Start of Block

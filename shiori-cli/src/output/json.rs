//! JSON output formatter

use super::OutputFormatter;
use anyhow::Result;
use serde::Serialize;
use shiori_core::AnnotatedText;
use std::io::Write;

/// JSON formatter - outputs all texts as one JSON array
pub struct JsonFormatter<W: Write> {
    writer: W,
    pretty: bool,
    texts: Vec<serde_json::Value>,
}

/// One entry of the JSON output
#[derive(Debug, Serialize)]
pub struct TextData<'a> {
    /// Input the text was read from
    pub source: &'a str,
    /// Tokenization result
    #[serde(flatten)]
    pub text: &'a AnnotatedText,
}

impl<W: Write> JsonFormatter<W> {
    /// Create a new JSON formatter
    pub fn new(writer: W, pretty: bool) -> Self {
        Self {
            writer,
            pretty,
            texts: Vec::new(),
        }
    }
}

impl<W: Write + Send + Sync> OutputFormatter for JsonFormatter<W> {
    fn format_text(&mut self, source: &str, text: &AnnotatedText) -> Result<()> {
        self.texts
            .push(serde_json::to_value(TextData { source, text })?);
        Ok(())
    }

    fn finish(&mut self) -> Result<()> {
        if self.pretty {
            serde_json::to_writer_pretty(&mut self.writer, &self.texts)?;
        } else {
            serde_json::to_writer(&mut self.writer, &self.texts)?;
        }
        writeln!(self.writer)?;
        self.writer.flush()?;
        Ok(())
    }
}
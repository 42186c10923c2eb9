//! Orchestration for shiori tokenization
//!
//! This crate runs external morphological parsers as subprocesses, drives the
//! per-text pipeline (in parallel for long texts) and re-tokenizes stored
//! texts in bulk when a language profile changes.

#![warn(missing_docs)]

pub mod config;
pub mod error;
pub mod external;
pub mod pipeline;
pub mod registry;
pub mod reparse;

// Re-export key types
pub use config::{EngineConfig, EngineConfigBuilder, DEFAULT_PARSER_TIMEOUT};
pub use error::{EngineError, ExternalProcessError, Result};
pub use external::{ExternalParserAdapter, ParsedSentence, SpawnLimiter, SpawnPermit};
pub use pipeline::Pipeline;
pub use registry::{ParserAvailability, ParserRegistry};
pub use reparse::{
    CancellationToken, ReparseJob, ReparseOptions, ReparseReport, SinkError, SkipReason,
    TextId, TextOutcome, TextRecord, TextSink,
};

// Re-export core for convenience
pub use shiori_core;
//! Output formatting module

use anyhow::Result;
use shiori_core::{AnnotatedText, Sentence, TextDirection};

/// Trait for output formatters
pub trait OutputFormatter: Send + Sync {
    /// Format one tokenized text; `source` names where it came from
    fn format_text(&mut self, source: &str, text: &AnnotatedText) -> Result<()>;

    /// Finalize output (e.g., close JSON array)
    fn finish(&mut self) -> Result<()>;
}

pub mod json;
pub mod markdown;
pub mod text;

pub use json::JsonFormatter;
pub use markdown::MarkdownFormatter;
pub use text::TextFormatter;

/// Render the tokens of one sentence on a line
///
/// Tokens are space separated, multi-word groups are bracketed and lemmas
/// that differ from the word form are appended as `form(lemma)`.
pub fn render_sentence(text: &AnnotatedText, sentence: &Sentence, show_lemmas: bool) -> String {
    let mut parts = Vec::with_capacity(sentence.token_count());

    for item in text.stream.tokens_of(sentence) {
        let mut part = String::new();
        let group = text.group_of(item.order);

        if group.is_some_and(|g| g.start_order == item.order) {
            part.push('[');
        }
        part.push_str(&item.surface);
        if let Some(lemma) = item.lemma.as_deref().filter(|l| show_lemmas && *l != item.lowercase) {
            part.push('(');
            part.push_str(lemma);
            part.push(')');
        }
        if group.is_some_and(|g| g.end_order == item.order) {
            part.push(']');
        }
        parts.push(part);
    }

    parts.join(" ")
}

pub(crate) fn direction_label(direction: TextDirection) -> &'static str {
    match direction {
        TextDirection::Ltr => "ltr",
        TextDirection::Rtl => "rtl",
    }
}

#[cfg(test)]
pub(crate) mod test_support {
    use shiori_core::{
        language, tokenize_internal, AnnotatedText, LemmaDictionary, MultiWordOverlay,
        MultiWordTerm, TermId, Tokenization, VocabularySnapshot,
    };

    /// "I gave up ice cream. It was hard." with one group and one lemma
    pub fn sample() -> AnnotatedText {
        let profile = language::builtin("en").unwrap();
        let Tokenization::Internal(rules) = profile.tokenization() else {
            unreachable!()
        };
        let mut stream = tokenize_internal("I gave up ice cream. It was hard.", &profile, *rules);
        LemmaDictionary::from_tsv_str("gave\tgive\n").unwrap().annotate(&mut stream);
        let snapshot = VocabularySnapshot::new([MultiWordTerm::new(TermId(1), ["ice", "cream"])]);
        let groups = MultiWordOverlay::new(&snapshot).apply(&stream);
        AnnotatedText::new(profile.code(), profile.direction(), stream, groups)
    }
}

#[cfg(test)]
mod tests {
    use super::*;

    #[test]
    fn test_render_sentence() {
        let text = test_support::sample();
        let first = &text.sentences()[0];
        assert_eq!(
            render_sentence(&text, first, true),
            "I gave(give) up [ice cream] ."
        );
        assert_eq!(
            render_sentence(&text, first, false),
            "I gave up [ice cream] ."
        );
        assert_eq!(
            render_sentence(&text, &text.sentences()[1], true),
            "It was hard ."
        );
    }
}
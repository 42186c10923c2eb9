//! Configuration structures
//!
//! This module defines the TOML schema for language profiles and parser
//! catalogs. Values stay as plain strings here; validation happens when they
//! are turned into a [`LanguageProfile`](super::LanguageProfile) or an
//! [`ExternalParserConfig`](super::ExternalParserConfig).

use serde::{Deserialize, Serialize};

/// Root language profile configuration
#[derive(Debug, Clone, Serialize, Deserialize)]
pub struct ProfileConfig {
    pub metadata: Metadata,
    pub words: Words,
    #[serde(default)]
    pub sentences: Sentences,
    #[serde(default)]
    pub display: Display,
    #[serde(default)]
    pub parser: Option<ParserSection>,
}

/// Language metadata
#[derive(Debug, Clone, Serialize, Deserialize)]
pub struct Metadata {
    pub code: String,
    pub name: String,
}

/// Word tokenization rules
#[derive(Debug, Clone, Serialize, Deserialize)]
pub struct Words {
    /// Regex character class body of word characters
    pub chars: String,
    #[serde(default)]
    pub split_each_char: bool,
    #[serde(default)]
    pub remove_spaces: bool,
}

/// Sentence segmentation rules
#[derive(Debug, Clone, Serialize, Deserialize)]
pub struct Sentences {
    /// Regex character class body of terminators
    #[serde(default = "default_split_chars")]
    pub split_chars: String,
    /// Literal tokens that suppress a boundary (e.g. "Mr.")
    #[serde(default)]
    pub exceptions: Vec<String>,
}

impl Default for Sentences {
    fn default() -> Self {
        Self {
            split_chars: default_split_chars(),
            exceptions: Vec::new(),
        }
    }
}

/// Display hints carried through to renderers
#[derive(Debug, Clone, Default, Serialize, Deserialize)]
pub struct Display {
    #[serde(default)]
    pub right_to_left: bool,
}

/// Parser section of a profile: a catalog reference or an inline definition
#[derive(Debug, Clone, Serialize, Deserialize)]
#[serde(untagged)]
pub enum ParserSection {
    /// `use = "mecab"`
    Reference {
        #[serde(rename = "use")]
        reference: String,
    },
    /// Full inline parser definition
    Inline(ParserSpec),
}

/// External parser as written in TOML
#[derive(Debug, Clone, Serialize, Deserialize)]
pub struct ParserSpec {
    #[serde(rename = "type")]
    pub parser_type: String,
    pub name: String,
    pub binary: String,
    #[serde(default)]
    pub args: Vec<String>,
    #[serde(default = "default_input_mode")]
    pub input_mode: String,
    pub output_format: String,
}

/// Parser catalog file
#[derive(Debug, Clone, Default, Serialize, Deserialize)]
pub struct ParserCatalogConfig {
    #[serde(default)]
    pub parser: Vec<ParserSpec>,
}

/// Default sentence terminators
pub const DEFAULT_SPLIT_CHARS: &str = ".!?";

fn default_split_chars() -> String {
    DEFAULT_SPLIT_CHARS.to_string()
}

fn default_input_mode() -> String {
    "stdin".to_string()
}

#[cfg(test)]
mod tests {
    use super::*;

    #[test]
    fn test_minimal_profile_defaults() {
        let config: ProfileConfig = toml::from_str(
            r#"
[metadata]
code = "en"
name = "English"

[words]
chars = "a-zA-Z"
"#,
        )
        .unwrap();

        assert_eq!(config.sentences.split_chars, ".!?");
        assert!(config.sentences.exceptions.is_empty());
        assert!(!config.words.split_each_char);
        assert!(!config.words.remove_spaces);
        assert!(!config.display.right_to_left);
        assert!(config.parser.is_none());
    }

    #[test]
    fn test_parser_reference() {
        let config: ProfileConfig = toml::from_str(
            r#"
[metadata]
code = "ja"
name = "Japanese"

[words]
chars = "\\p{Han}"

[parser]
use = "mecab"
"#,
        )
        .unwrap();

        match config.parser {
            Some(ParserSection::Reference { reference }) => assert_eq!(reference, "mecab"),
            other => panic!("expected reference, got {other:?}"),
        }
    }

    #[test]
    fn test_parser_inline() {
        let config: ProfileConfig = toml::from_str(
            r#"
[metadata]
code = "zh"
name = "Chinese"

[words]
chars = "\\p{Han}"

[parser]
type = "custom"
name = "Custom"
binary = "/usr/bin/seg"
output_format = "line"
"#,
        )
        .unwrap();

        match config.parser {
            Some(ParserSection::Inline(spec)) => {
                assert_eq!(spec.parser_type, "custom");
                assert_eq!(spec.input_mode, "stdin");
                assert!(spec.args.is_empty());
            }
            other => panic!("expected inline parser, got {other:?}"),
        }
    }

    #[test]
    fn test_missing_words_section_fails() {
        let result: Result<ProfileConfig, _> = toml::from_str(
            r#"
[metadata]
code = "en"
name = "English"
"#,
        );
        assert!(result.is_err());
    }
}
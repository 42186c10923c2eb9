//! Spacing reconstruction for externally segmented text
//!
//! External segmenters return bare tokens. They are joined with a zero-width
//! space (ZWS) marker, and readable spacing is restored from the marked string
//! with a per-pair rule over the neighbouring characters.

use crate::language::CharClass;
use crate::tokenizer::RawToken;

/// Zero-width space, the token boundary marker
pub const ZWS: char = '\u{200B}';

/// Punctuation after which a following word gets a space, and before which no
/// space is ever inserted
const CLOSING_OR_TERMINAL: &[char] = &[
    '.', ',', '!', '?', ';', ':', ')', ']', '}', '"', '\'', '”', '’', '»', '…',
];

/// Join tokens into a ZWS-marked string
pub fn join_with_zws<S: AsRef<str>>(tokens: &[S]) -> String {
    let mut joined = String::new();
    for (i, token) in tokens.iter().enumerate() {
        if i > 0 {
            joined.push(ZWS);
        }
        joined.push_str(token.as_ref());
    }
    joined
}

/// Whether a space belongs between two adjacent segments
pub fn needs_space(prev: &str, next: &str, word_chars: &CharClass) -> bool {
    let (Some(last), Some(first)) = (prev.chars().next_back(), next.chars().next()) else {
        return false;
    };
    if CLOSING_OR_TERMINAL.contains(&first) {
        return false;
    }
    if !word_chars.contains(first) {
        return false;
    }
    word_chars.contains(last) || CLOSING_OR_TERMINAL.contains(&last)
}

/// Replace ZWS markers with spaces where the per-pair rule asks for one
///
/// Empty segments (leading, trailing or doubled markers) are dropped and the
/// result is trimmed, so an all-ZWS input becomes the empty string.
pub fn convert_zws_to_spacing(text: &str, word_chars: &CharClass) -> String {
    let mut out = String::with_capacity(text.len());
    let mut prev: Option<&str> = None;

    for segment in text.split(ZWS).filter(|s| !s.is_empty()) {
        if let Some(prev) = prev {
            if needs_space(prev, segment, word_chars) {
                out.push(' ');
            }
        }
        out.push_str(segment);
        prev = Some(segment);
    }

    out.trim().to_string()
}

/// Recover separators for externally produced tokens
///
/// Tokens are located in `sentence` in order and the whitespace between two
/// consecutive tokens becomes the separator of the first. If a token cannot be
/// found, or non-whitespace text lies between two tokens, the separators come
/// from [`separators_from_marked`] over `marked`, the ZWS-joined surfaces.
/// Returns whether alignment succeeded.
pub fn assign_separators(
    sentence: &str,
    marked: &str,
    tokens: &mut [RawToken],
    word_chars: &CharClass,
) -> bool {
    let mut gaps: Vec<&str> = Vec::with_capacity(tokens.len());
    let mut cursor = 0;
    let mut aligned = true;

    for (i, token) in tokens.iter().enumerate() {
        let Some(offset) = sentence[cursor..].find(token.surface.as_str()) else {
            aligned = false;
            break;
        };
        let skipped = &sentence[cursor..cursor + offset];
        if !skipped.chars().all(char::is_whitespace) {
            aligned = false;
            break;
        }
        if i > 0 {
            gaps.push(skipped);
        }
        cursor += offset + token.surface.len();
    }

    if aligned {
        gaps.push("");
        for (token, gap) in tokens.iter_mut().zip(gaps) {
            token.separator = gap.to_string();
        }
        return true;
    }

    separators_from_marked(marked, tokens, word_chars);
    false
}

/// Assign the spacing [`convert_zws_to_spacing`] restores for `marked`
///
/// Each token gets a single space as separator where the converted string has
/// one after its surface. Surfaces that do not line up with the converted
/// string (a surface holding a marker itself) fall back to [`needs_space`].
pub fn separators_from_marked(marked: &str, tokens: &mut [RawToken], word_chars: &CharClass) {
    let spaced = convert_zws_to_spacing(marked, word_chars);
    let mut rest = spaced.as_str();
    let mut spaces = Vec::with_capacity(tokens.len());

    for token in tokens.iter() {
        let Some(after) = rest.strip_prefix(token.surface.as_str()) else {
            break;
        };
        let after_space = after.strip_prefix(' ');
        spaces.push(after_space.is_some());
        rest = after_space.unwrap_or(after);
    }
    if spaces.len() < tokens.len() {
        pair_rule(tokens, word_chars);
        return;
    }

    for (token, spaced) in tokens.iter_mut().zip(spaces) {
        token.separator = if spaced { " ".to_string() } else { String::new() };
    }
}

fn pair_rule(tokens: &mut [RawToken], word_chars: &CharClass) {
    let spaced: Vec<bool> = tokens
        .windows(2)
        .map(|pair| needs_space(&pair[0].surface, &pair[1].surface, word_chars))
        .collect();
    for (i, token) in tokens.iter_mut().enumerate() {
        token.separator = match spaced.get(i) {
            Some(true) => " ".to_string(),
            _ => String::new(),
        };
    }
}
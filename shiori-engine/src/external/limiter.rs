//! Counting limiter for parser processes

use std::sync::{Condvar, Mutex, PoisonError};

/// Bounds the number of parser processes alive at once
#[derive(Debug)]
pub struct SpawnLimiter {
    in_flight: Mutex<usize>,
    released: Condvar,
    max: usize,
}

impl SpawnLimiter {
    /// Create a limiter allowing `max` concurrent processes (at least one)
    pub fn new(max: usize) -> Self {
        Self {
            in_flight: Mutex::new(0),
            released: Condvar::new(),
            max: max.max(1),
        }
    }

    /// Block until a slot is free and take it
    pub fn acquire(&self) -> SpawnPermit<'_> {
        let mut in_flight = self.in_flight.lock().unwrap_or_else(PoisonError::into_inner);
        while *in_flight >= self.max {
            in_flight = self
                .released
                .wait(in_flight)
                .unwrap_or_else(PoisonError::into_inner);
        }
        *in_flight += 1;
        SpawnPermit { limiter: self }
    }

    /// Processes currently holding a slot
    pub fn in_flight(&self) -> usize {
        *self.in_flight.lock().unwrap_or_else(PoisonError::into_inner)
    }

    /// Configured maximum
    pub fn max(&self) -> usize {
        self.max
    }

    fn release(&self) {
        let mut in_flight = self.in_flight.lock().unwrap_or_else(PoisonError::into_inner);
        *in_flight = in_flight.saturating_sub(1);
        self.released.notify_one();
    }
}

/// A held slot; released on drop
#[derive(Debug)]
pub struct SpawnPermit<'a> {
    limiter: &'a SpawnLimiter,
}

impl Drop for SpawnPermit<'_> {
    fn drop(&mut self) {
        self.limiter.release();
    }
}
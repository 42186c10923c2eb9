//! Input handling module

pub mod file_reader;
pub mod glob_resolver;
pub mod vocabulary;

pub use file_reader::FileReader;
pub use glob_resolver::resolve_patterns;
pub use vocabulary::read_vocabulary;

End of Block

Out of the data above, set down the lines from the one with "the neighbouring characters." to the one with "let mut joined = String::new();", both included, exactly as written and with no additions.

=== Written response ===
//! with a per-pair rule over the neighbouring characters.

use crate::language::CharClass;
use crate::tokenizer::RawToken;

/// Zero-width space, the token boundary marker
pub const ZWS: char = '\u{200B}';

/// Punctuation after which a following word gets a space, and before which no
/// space is ever inserted
const CLOSING_OR_TERMINAL: &[char] = &[
    '.', ',', '!', '?', ';', ':', ')', ']', '}', '"', '\'', '”', '’', '»', '…',
];

/// Join tokens into a ZWS-marked string
pub fn join_with_zws<S: AsRef<str>>(tokens: &[S]) -> String {
    let mut joined = String::new();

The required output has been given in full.